The fastest-growing major segment of the American population is the Hispanic group. That makes it an attractive target for advertisers and the media that aspire to connect the advertisers to the people. But that task is easier said than done, especially among bicultural Hispanics.
A study from Horowitz and Associates flagged by the Media Research Center notes that 53% of the Hispanic population have strong cultural ties to both the mainstream US culture and their own Hispanic subculture.
The bicultural Hispanics are said to be younger, better-educated and more affluent than the demographic as a whole. They are also “entertainment-oriented” and “tech-savvy,” says Horowitz. The combination of these elements makes them both enticing and difficult to pin down.

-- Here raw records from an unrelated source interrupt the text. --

use crate::core::context::CloneContext;
use crate::domain::ports::{Catalog, ProgressReporter};
use crate::utils::error::{CloneError, Result};

#[derive(Debug, Clone, PartialEq, Eq)]
pub enum Resolution {
    Proceed,
    /// Left the existing artifact untouched.
    Skip { reason: String },
}

impl Resolution {
    pub fn should_create(&self) -> bool {
        matches!(self, Resolution::Proceed)
    }
}

/// Decides whether `name` may be created in the target catalog.
///
/// An existing artifact is deleted when overwriting, otherwise the dataset is
/// skipped with a warning. A failed delete is an error: creation must never
/// run against an artifact that is still there.
pub async fn resolve<C, R>(ctx: &CloneContext<'_, C, R>, name: &str) -> Result<Resolution>
where
    C: Catalog + ?Sized,
    R: ProgressReporter + ?Sized,
{
    let path = ctx.target_path(name);

    if !ctx.catalog.exists(&path).await? {
        return Ok(Resolution::Proceed);
    }

    if !ctx.overwrite {
        let reason = format!(
            "Could not clone {} as it already exists in output catalog.",
            path
        );
        ctx.reporter.warning(&reason);
        return Ok(Resolution::Skip { reason });
    }

    tracing::debug!("Deleting {} before overwriting", path);
    match ctx.catalog.delete(&path).await {
        Ok(()) => Ok(Resolution::Proceed),
        Err(e) => Err(CloneError::DeleteError {
            path,
            details: e.to_string(),
        }),
    }
}

#[cfg(test)]
mod tests {
    use super::*;
    use crate::adapters::{CatalogCall, MemoryCatalog, RecordingReporter};
    use crate::domain::model::{DatasetDescriptor, DatasetKind, TableDescriptor};
    use crate::domain::ports::MessageLevel;

    fn catalog_with_owners() -> MemoryCatalog {
        MemoryCatalog::new().with_dataset(
            "tgt",
            DatasetDescriptor {
                name: "Owners".to_string(),
                catalog_path: String::new(),
                kind: DatasetKind::Table(TableDescriptor { fields: vec![] }),
            },
        )
    }

    fn context<'a>(
        catalog: &'a MemoryCatalog,
        reporter: &'a RecordingReporter,
        overwrite: bool,
    ) -> CloneContext<'a, MemoryCatalog, RecordingReporter> {
        CloneContext {
            catalog,
            reporter,
            target_catalog: "tgt",
            overwrite,
        }
    }

    #[tokio::test]
    async fn test_absent_target_proceeds() {
        let catalog = catalog_with_owners();
        let reporter = RecordingReporter::new();

        let resolution = resolve(&context(&catalog, &reporter, false), "Parcels")
            .await
            .unwrap();
        assert!(resolution.should_create());
        assert!(reporter.events().is_empty());
    }

    #[tokio::test]
    async fn test_existing_target_without_overwrite_warns() {
        let catalog = catalog_with_owners();
        let reporter = RecordingReporter::new();

        let resolution = resolve(&context(&catalog, &reporter, false), "Owners")
            .await
            .unwrap();

        assert!(!resolution.should_create());
        assert_eq!(reporter.messages(MessageLevel::Warning).len(), 1);
        assert!(reporter.messages(MessageLevel::Error).is_empty());
        assert!(catalog.journal().is_empty());
        assert!(catalog.dataset("tgt/Owners").is_some());
    }

    #[tokio::test]
    async fn test_overwrite_deletes_existing_target() {
        let catalog = catalog_with_owners();
        let reporter = RecordingReporter::new();

        let resolution = resolve(&context(&catalog, &reporter, true), "Owners")
            .await
            .unwrap();

        assert_eq!(resolution, Resolution::Proceed);
        assert_eq!(
            catalog.journal(),
            vec![CatalogCall::Delete("tgt/Owners".to_string())]
        );
        assert!(catalog.dataset("tgt/Owners").is_none());
    }

    #[tokio::test]
    async fn test_locked_target_is_an_error() {
        let catalog = catalog_with_owners();
        catalog.lock("tgt/Owners");
        let reporter = RecordingReporter::new();

        let err = resolve(&context(&catalog, &reporter, true), "Owners")
            .await
            .unwrap_err();

        assert!(matches!(err, CloneError::DeleteError { .. }));
        assert!(catalog.dataset("tgt/Owners").is_some());
    }
}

They are said to watch a multitude of television content, and do so on a multitude of video platforms. Many of them spend more time viewing streamed rather than live programming, are not averse to made-for-the-web programming, and will watch programming in both English and Spanish. On that latter point, Horowitz says that 75% of viewing is in English.

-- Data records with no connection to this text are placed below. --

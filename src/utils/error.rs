use thiserror::Error;

#[derive(Error, Debug)]
pub enum CloneError {
    #[error("IO error: {0}")]
    IoError(#[from] std::io::Error),

    #[error("Serialization error: {0}")]
    SerializationError(#[from] serde_json::Error),

    #[error("Configuration error: {message}")]
    ConfigError { message: String },

    #[error("Missing required configuration: {field}")]
    MissingConfigError { field: String },

    #[error("Invalid value '{value}' for {field}: {reason}")]
    InvalidConfigValueError {
        field: String,
        value: String,
        reason: String,
    },

    #[error("Configuration validation failed for {field}: {message}")]
    ConfigValidationError { field: String, message: String },

    #[error("Catalog error: {message}")]
    CatalogError { message: String },

    #[error("{path} does not exist")]
    NotFoundError { path: String },

    #[error("Dataset {name} is of an unsupported type ({data_type})")]
    UnsupportedTypeError { name: String, data_type: String },

    #[error("Unable to clone {name} as {reason}")]
    PreconditionError { name: String, reason: String },

    #[error("{path} already exists")]
    AlreadyExistsError { path: String },

    #[error("{path} is locked")]
    LockedError { path: String },

    #[error("Could not delete {path}. Make sure it isn't locked. Dataset not cloned.")]
    DeleteError { path: String, details: String },
}

#[derive(Debug, Clone, Copy, PartialEq, Eq)]
pub enum ErrorCategory {
    Configuration,
    Catalog,
    Precondition,
    Conflict,
    System,
}

#[derive(Debug, Clone, Copy, PartialEq, Eq, PartialOrd, Ord)]
pub enum ErrorSeverity {
    Low,
    Medium,
    High,
    Critical,
}

impl CloneError {
    pub fn catalog(message: impl Into<String>) -> Self {
        CloneError::CatalogError {
            message: message.into(),
        }
    }

    pub fn precondition(name: impl Into<String>, reason: impl Into<String>) -> Self {
        CloneError::PreconditionError {
            name: name.into(),
            reason: reason.into(),
        }
    }

    pub fn category(&self) -> ErrorCategory {
        match self {
            CloneError::ConfigError { .. }
            | CloneError::MissingConfigError { .. }
            | CloneError::InvalidConfigValueError { .. }
            | CloneError::ConfigValidationError { .. } => ErrorCategory::Configuration,
            CloneError::CatalogError { .. } | CloneError::NotFoundError { .. } => {
                ErrorCategory::Catalog
            }
            CloneError::UnsupportedTypeError { .. } | CloneError::PreconditionError { .. } => {
                ErrorCategory::Precondition
            }
            CloneError::AlreadyExistsError { .. }
            | CloneError::LockedError { .. }
            | CloneError::DeleteError { .. } => ErrorCategory::Conflict,
            CloneError::IoError(_) | CloneError::SerializationError(_) => ErrorCategory::System,
        }
    }

    pub fn severity(&self) -> ErrorSeverity {
        match self.category() {
            ErrorCategory::Conflict => ErrorSeverity::Low,
            ErrorCategory::Precondition => ErrorSeverity::Medium,
            ErrorCategory::Catalog | ErrorCategory::Configuration => ErrorSeverity::High,
            ErrorCategory::System => ErrorSeverity::Critical,
        }
    }

    /// Errors whose message already names the dataset and the cause. Anything
    /// else gets wrapped in a generic "error while cloning" report.
    pub fn is_descriptive(&self) -> bool {
        matches!(
            self.category(),
            ErrorCategory::Precondition | ErrorCategory::Conflict
        )
    }

    pub fn recovery_suggestion(&self) -> &'static str {
        match self {
            CloneError::ConfigError { .. }
            | CloneError::MissingConfigError { .. }
            | CloneError::InvalidConfigValueError { .. }
            | CloneError::ConfigValidationError { .. } => {
                "Check the command line arguments or the TOML configuration file"
            }
            CloneError::NotFoundError { .. } => "Check that the dataset path is spelled correctly",
            CloneError::CatalogError { .. } => "Check that the catalog is reachable and valid",
            CloneError::UnsupportedTypeError { .. } => {
                "Only feature classes, tables and relationship classes can be cloned"
            }
            CloneError::PreconditionError { .. } => {
                "Fix the source dataset or clone its dependencies first"
            }
            CloneError::AlreadyExistsError { .. } => "Re-run with overwrite enabled",
            CloneError::LockedError { .. } | CloneError::DeleteError { .. } => {
                "Close any application holding a lock on the dataset and retry"
            }
            CloneError::IoError(_) => "Check file permissions and available disk space",
            CloneError::SerializationError(_) => "Check that the catalog file is valid JSON",
        }
    }

    pub fn user_friendly_message(&self) -> String {
        match self.category() {
            ErrorCategory::Configuration => format!("Invalid configuration: {}", self),
            ErrorCategory::Catalog => format!("Catalog problem: {}", self),
            ErrorCategory::Precondition | ErrorCategory::Conflict => self.to_string(),
            ErrorCategory::System => format!("System error: {}", self),
        }
    }
}

pub type Result<T> = std::result::Result<T, CloneError>;

#[cfg(test)]
mod tests {
    use super::*;

    #[test]
    fn test_delete_error_message_names_path() {
        let err = CloneError::DeleteError {
            path: "target.json/Parcels".to_string(),
            details: "locked".to_string(),
        };
        assert_eq!(
            err.to_string(),
            "Could not delete target.json/Parcels. Make sure it isn't locked. Dataset not cloned."
        );
        assert_eq!(err.category(), ErrorCategory::Conflict);
        assert!(err.is_descriptive());
    }

    #[test]
    fn test_severity_ordering() {
        let io = CloneError::IoError(std::io::Error::other("disk"));
        let config = CloneError::ConfigError {
            message: "bad".to_string(),
        };
        assert_eq!(io.severity(), ErrorSeverity::Critical);
        assert!(config.severity() > ErrorSeverity::Medium);
        assert!(!io.is_descriptive());
    }
}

Even if you can pin them down, creating compelling content remains a challenge. Adds Horowitz’s Adrianna Waterson, “This audience (is)… equally at home among Latino and non-Latino peers… they reject inauthentic efforts to box them into cultural silos… or dictate to them what bicultural Latinos ‘should’ watch.”
RBR-TVBR observation: If you think this is a problem for mainstream media, think of what it is like to be a Hispanic media organization that sees a hard percentage of Hispanics in its market but cannot seem to reel them all in as much as they would like. This figures to be a population in flux in terms of media usage for some time to come.